The fluorescence detection unit consisted of 48 Watts LEDs array (XPE60W, Cree, NC, USA), a digital camera (Canon EOS 7D, Tokyo, Japan), a 480 nm and a 520 nm narrowband filter (Xintian bori, Beijing, China). The 480 nm narrowband filter was fixed in front of the LEDs array to offer the excitation light, and the 520 nm narrowband filter was fixed in front of the camera lens. The LEDs array was controlled by cycle relay and lighted for 5 s every 50 s, and the camera connected to the laptop automatically took photos when the LEDs array was on.
The fluorescence images were captured by aforementioned digital camera, with the parameters set as follows: F = 2.8, M = 1/20, and ISO = 2000. The images obtained was processed by the software Image J (version 1.48, National Institutes of Health, Berlin, Germany), to distinguish the light from surroundings conditions. The grayscale value was regarded as the background noise. By counting the light intensity of the liquid plug in each cycle, the fluorescence intensity curve of PCR amplification could be obtained.

4. Results and Discussion

4.1. Flow Analyses

As shown in Figure 5a, the total running time were 18,483 s, 1016 s, and 62 s, when the inner diameters of the quartz capillary were respectively 10 µm, 25 µm, and 50 µm. When the quartz capillary’s inner diameter was 10 µm, the flow resistance was so significant that severely affected the flow rate, causing the velocity of the liquid was extremely slow, and thus, the retention time increased rapidly after 20 rings. On the contrary, the flow velocity of the system was too fast when the inner diameter of tail quartz capillary was 50 µm, which was around one or two seconds per circle. But when the inner diameter of the quartz capillary was 25 µm, the flow velocity and the flow time per circle were suitable for the PCR reagents to react, and the linearity of the curve was also better than the other two, with the R 2 value calculate to be as high as 0.9994. The results suggested that the flow rate of liquid could be precisely controlled by changing the inner diameter of the quartz capillary connected to the end of Teflon tube.
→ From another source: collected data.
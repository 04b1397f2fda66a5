//! Resolution of `CHAPTER_LINK_<slug>` placeholders into numbered links.
//!
//! A placeholder is the literal prefix followed by a run of lowercase letters and hyphens, using
//! the same Unicode letter class that slugs are built from. Each one on a line is resolved on its
//! own against the slug index; an unknown slug fails the run.

use crate::error::{Error, Result};
use crate::registry::SectionRegistry;
use once_cell::sync::Lazy;
use regex::{Captures, Regex};
use std::borrow::Cow;

/// Prefix that introduces a chapter link placeholder.
pub const PLACEHOLDER_PREFIX: &str = "CHAPTER_LINK_";

static PLACEHOLDER: Lazy<Regex> = Lazy::new(|| {
    Regex::new(r"CHAPTER_LINK_((?:[\p{Alphabetic}--\p{Uppercase}]|-)+)").unwrap()
});

/// Replaces chapter link placeholders using a populated registry.
pub struct CrossReferenceResolver<'r> {
    registry: &'r SectionRegistry,
}

impl<'r> CrossReferenceResolver<'r> {
    #[must_use]
    /// Create a resolver over a fully populated registry.
    pub fn new(registry: &'r SectionRegistry) -> Self {
        Self { registry }
    }

    /// Resolve every placeholder on one line.
    ///
    /// `line_number` is only used to locate the placeholder in error messages. Lines without a
    /// placeholder are returned borrowed.
    ///
    /// # Errors
    ///
    /// Returns [`Error::DanglingReference`] for the first slug with no registered section.
    pub fn resolve_line<'l>(&self, line: &'l str, line_number: usize) -> Result<Cow<'l, str>> {
        if !line.contains(PLACEHOLDER_PREFIX) {
            return Ok(Cow::Borrowed(line));
        }

        let mut dangling = None;
        let resolved = PLACEHOLDER.replace_all(line, |caps: &Captures<'_>| {
            let slug = &caps[1];
            if let Some(section) = self.registry.by_slug(slug) {
                format!("[{}](#{})", section.number, section.slug)
            } else {
                if dangling.is_none() {
                    dangling = Some(slug.to_string());
                }
                caps[0].to_string()
            }
        });

        match dangling {
            Some(slug) => Err(Error::DanglingReference {
                slug,
                line: line_number,
            }),
            None => Ok(resolved),
        }
    }
}

#[cfg(test)]
#[path = "tests/xref.rs"]
mod tests;
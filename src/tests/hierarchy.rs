use super::build_registry;
use crate::error::Error;
use crate::heading::classify;
use crate::registry::SectionRegistry;
use crate::section::SectionPath;
use std::collections::HashSet;

fn parse(lines: &[&'static str], strict: bool) -> crate::error::Result<SectionRegistry> {
    build_registry(lines.iter().filter_map(|line| classify(line, '#')), strict)
}

fn numbers(registry: &SectionRegistry) -> Vec<(String, String)> {
    registry
        .sections()
        .iter()
        .map(|s| (s.title.clone(), s.number.clone()))
        .collect()
}

fn pairs(expected: &[(&str, &str)]) -> Vec<(String, String)> {
    expected
        .iter()
        .map(|(t, n)| ((*t).to_string(), (*n).to_string()))
        .collect()
}

/// Every parent exists, and every sibling before a section exists.
fn assert_tree_invariants(registry: &SectionRegistry) {
    let paths: HashSet<&SectionPath> = registry.sections().iter().map(|s| &s.path).collect();
    for section in registry.sections() {
        let components = section.path.components();
        assert!(!components.is_empty());
        assert!(components.iter().all(|&c| c >= 1));

        let (last, parent) = components.split_last().unwrap();
        if !parent.is_empty() {
            assert!(
                paths.contains(&SectionPath::from(parent.to_vec())),
                "missing parent of {}",
                section.number
            );
        }
        if *last > 1 {
            let mut previous = parent.to_vec();
            previous.push(last - 1);
            assert!(
                paths.contains(&SectionPath::from(previous)),
                "missing previous sibling of {}",
                section.number
            );
        }
    }

    let in_order: Vec<&SectionPath> = registry.sections().iter().map(|s| &s.path).collect();
    let mut sorted = in_order.clone();
    sorted.sort();
    assert_eq!(in_order, sorted, "path order must equal document order");
}

#[test]
fn test_siblings_and_children() {
    let registry = parse(
        &["# Intro", "## Background", "## Motivation", "# Design"],
        false,
    )
    .unwrap();

    assert_eq!(
        numbers(&registry),
        pairs(&[
            ("Intro", "1"),
            ("Background", "1.1"),
            ("Motivation", "1.2"),
            ("Design", "2"),
        ])
    );
    assert_eq!(
        registry.by_title("Motivation").unwrap().path.components(),
        &[1, 2]
    );
    assert_tree_invariants(&registry);
}

#[test]
fn test_returns_several_levels_at_once() {
    let registry = parse(
        &[
            "# A", "## B", "### C", "### D", "#### E", "# F", "## G", "### H", "## I",
        ],
        false,
    )
    .unwrap();

    assert_eq!(
        numbers(&registry),
        pairs(&[
            ("A", "1"),
            ("B", "1.1"),
            ("C", "1.1.1"),
            ("D", "1.1.2"),
            ("E", "1.1.2.1"),
            ("F", "2"),
            ("G", "2.1"),
            ("H", "2.1.1"),
            ("I", "2.2"),
        ])
    );
    assert_tree_invariants(&registry);
}

#[test]
fn test_skipped_level_nests_one_level() {
    let registry = parse(&["# A", "### B", "### C", "## D", "# E"], false).unwrap();

    // Depth is compared with the open levels, so the repeated ### nests again.
    assert_eq!(
        numbers(&registry),
        pairs(&[
            ("A", "1"),
            ("B", "1.1"),
            ("C", "1.1.1"),
            ("D", "1.2"),
            ("E", "2"),
        ])
    );
    assert_eq!(registry.by_title("B").unwrap().path.depth(), 2);
    assert_tree_invariants(&registry);
}

#[test]
fn test_strict_levels_rejects_skip() {
    let err = parse(&["# A", "### B"], true).unwrap_err();
    match err {
        Error::SkippedLevel {
            title,
            depth,
            expected,
        } => {
            assert_eq!(title, "B");
            assert_eq!(depth, 3);
            assert_eq!(expected, 2);
        }
        other => panic!("expected skipped level, got {other}"),
    }
}

#[test]
fn test_strict_levels_accepts_well_formed() {
    let registry = parse(&["# A", "## B", "### C", "# D"], true).unwrap();
    assert_eq!(registry.len(), 4);
    assert_tree_invariants(&registry);
}

#[test]
fn test_document_starting_deeper_than_one() {
    let registry = parse(&["## A", "### B", "# C"], false).unwrap();
    assert_eq!(
        numbers(&registry),
        pairs(&[("A", "1"), ("B", "1.1"), ("C", "2")])
    );
}

#[test]
fn test_duplicate_title_anywhere() {
    let err = parse(&["# Overview", "## Details", "# Overview"], false).unwrap_err();
    assert!(matches!(err, Error::DuplicateTitle { ref title } if title == "Overview"));
}

#[test]
fn test_path_depth_matches_tree_depth() {
    let registry = parse(
        &[
            "# One", "## Two", "### Three", "###### Six", "## Again", "# Top", "### Skip",
        ],
        false,
    )
    .unwrap();

    for section in registry.sections() {
        assert_eq!(section.path.depth(), section.number.split('.').count());
    }
    assert_eq!(registry.by_title("Six").unwrap().number, "1.1.1.1");
    assert_eq!(registry.by_title("Again").unwrap().number, "1.2");
    assert_eq!(registry.by_title("Skip").unwrap().number, "2.1");
    assert_tree_invariants(&registry);
}
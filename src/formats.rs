//! Format trait and implementations for different document types.
//!
//! A format names its heading marker character and, for documents that embed code, provides the
//! tree-sitter grammar and query used to find regions where marker lines are not headings.

use crate::error::{Error, Result};
use std::ops::Range;
use streaming_iterator::StreamingIterator;
use tree_sitter::{Parser, Query, QueryCursor};

pub mod markdown;

/// Syntax knowledge about a document type.
pub trait Format {
    /// Character repeated at the start of a line to mark a heading.
    fn heading_marker(&self) -> char;
    /// Grammar used to locate code blocks.
    fn language(&self) -> tree_sitter::Language;
    /// Query whose captures are code blocks.
    fn code_block_query(&self) -> &str;
}

#[derive(Debug, Default, Clone, PartialEq, Eq)]
/// Zero-based line rows covered by code blocks.
pub struct CodeBlocks {
    rows: Vec<Range<usize>>,
}

impl CodeBlocks {
    #[must_use]
    /// Whether a zero-based line row lies inside a code block.
    pub fn contains(&self, row: usize) -> bool {
        self.rows.iter().any(|range| range.contains(&row))
    }

    #[must_use]
    /// Row ranges in document order.
    pub fn ranges(&self) -> &[Range<usize>] {
        &self.rows
    }
}

/// Locate the code blocks of `source` using the format's grammar.
///
/// # Errors
///
/// Returns [`Error::Syntax`] if the grammar cannot be loaded, the query does not compile, or the
/// source cannot be parsed.
pub fn find_code_blocks<F: Format>(source: &str, format: &F) -> Result<CodeBlocks> {
    let language = format.language();
    let mut parser = Parser::new();
    parser
        .set_language(&language)
        .map_err(|e| Error::Syntax(e.to_string()))?;
    let tree = parser
        .parse(source, None)
        .ok_or_else(|| Error::Syntax("parser produced no tree".to_string()))?;
    let query = Query::new(&language, format.code_block_query())
        .map_err(|e| Error::Syntax(e.to_string()))?;

    let mut rows = Vec::new();
    let mut cursor = QueryCursor::new();
    let mut matches = cursor.matches(&query, tree.root_node(), source.as_bytes());
    while let Some(m) = matches.next() {
        for capture in m.captures {
            let start = capture.node.start_position();
            let end = capture.node.end_position();
            // A block that ends at column 0 stops before that row.
            let end_row = if end.column == 0 { end.row } else { end.row + 1 };
            if end_row > start.row {
                rows.push(start.row..end_row);
            }
        }
    }
    rows.sort_by_key(|range| range.start);
    Ok(CodeBlocks { rows })
}

#[cfg(test)]
#[path = "tests/formats.rs"]
mod tests;
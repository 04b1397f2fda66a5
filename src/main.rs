//! chapterize: number a markdown document's sections and render it.
#![allow(clippy::multiple_crate_versions)]

use chapterize::{config, pipeline, render, toc, DocumentRewriter};
use clap::{ArgAction, Parser};
use std::io;
use std::path::PathBuf;
use std::process::ExitCode;
use tracing_subscriber::EnvFilter;

#[derive(Parser)]
#[allow(clippy::struct_excessive_bools)]
#[command(name = "chapterize")]
#[command(about = "Number headings, build a table of contents and resolve chapter links", long_about = None)]
struct Args {
    /// Markdown document to number
    #[arg(value_name = "PATH")]
    input: Option<PathBuf>,

    /// Configuration file (defaults to chapterize.toml if present)
    #[arg(long, value_name = "PATH")]
    config: Option<PathBuf>,

    /// Directory receiving the rendered HTML
    #[arg(long, short = 'o', value_name = "DIR")]
    output_dir: Option<PathBuf>,

    /// Stylesheet to link and copy next to the HTML
    #[arg(long, value_name = "PATH")]
    stylesheet: Option<PathBuf>,

    /// Line marking where the table of contents goes
    #[arg(long)]
    marker: Option<String>,

    /// Emit headings without links to their own anchors
    #[arg(long)]
    plain_headings: bool,

    /// Reject headings that skip a level
    #[arg(long)]
    strict_levels: bool,

    /// Ignore heading markers inside code blocks
    #[arg(long)]
    skip_code_blocks: bool,

    /// Fragment to include in the HTML head (repeatable)
    #[arg(long = "include-in-header", short = 'H', value_name = "PATH")]
    header_includes: Vec<PathBuf>,

    /// Keep the intermediate numbered markdown
    #[arg(long)]
    keep_markdown: bool,

    /// Write the numbered markdown here and skip rendering
    #[arg(long, value_name = "PATH", conflicts_with = "outline")]
    markdown_only: Option<PathBuf>,

    /// Print the numbered outline as JSON and skip rendering
    #[arg(long)]
    outline: bool,

    /// Increase log verbosity (-v info, -vv debug)
    #[arg(long, short = 'v', action = ArgAction::Count)]
    verbose: u8,
}

fn main() -> ExitCode {
    let args = Args::parse();
    init_tracing(args.verbose);

    match run(args) {
        Ok(()) => ExitCode::SUCCESS,
        Err(e) => {
            eprintln!("Error: {e}");
            ExitCode::FAILURE
        }
    }
}

fn init_tracing(verbose: u8) {
    let default = match verbose {
        0 => "warn",
        1 => "info",
        _ => "debug",
    };
    let filter = EnvFilter::try_from_default_env().unwrap_or_else(|_| EnvFilter::new(default));
    tracing_subscriber::fmt()
        .with_env_filter(filter)
        .with_writer(io::stderr)
        .init();
}

fn run(args: Args) -> chapterize::Result<()> {
    let mut cfg = config::Config::load(args.config.as_deref())?;

    // Override config with command line args
    if let Some(input) = args.input {
        cfg.input = input.to_string_lossy().into_owned();
    }
    if let Some(dir) = args.output_dir {
        cfg.output_dir = dir.to_string_lossy().into_owned();
    }
    if let Some(stylesheet) = args.stylesheet {
        cfg.stylesheet = stylesheet.to_string_lossy().into_owned();
    }
    if let Some(marker) = args.marker {
        cfg.marker = marker;
    }
    if !args.header_includes.is_empty() {
        cfg.header_includes = args
            .header_includes
            .iter()
            .map(|p| p.to_string_lossy().into_owned())
            .collect();
    }
    cfg.self_links &= !args.plain_headings;
    cfg.strict_levels |= args.strict_levels;
    cfg.skip_code_blocks |= args.skip_code_blocks;
    cfg.keep_markdown |= args.keep_markdown;

    let rewriter = DocumentRewriter::new(cfg.rewrite_options());
    let plan = cfg.run_plan();

    if args.outline {
        let source = std::fs::read_to_string(&plan.input)?;
        let registry = rewriter.build_registry(&source)?;
        let outline = toc::TableOfContents::new(&registry, cfg.heading_offset);
        let json = serde_json::to_string_pretty(outline.entries()).map_err(io::Error::other)?;
        println!("{json}");
        return Ok(());
    }

    if let Some(path) = args.markdown_only {
        pipeline::write_numbered(&rewriter, &plan.input, &path)?;
        return Ok(());
    }

    let renderer = render::Pandoc::new(cfg.renderer.clone());
    let registry = pipeline::run(&plan, &rewriter, &renderer)?;
    tracing::info!(
        sections = registry.len(),
        html = %plan.html_out.display(),
        "done"
    );
    Ok(())
}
For tail quartz capillary with the inner diameter of 50 µm, we estimated both the diffusion mechanism and the convection mass transfer affect the flow, and thus, the flow rate is almost 16 times of the tail quartz capillary with the inner diameter of 25 µm, much bigger than the prediction only determined by the diffusion mechanism, as discussed in the principle part.
Next, the results in Figure 5b showed the effect of the syringe pressure on flow rate. The inner diameter and length of the quartz capillary used in this experiment were 25 µm, and 15 cm, respectively. Obviously, the flow velocity of liquids was stable and increased as the pressure increased, and the total running time were 978 s, 1686 s and 3945 s when the syringe was respectively pushed from the scale of 20 mL to 5 mL, 10 mL and 15 mL. The results suggested that the flow rate of liquids could be adjusted by changing the pressure of the syringe. Based on the principle, the flow rate increased as the inner pressure of the fluidic conduit increased. When the syringe was respectively pushed from the scale of 20 mL to 5 mL, 10 mL, and 15 mL, the inner pressure can be calculated to be 4 atm, 2 atm and 1.33 atm if the air was considered to be ideal gas. Correspondingly, the ratio of flow rate between three systems was measured to be 5.37:2.29:1.33, implicating a same change-tread with theoretic prediction. Due to the difference between the ideal gas and the real gas, the difference between principle predication and the experiment assays are inevitable.
Finally, the results in Figure 5c were obtained by analyzing quartz capillaries with the same inner diameter of 25 µm, but with different lengths of 10 cm, 15 cm and 20 cm, respectively. Obviously, the flow rate of liquid was relatively stable and decreased as the length of the Teflon tube increased. The average running time of the liquid flow were 26 s, 42 s, and 53 s, respectively. The results showed that the length has great influence on liquid velocity. As demonstrated in Equation (6) of the principle, longer quartz capillary caused bigger diffusion length ( Z ), and thus decreased flow rate. Based on Equation (6), the velocity ratio of the three systems should be 6:4:3 if the lengths of quartz capillary were set to be 10 cm, 15 cm and 20 cm, respectively. And as we can see in Figure 5d the experimental results verified velocity ratio between the three systems should be 6:3.72:2.94, which was close to the novel principal in this paper. It also proved here that the pumping principle was totally different from our previous works relying on the permeability coefficient of the end-blocked gas-permeable silicone or PDMS wall according to the experimental results in Figure 5d. In our previous work, the flow rate is proportional to the tube length that connected to the outlet of fluidic conduit, but herein it displays an inversely proportional relationship.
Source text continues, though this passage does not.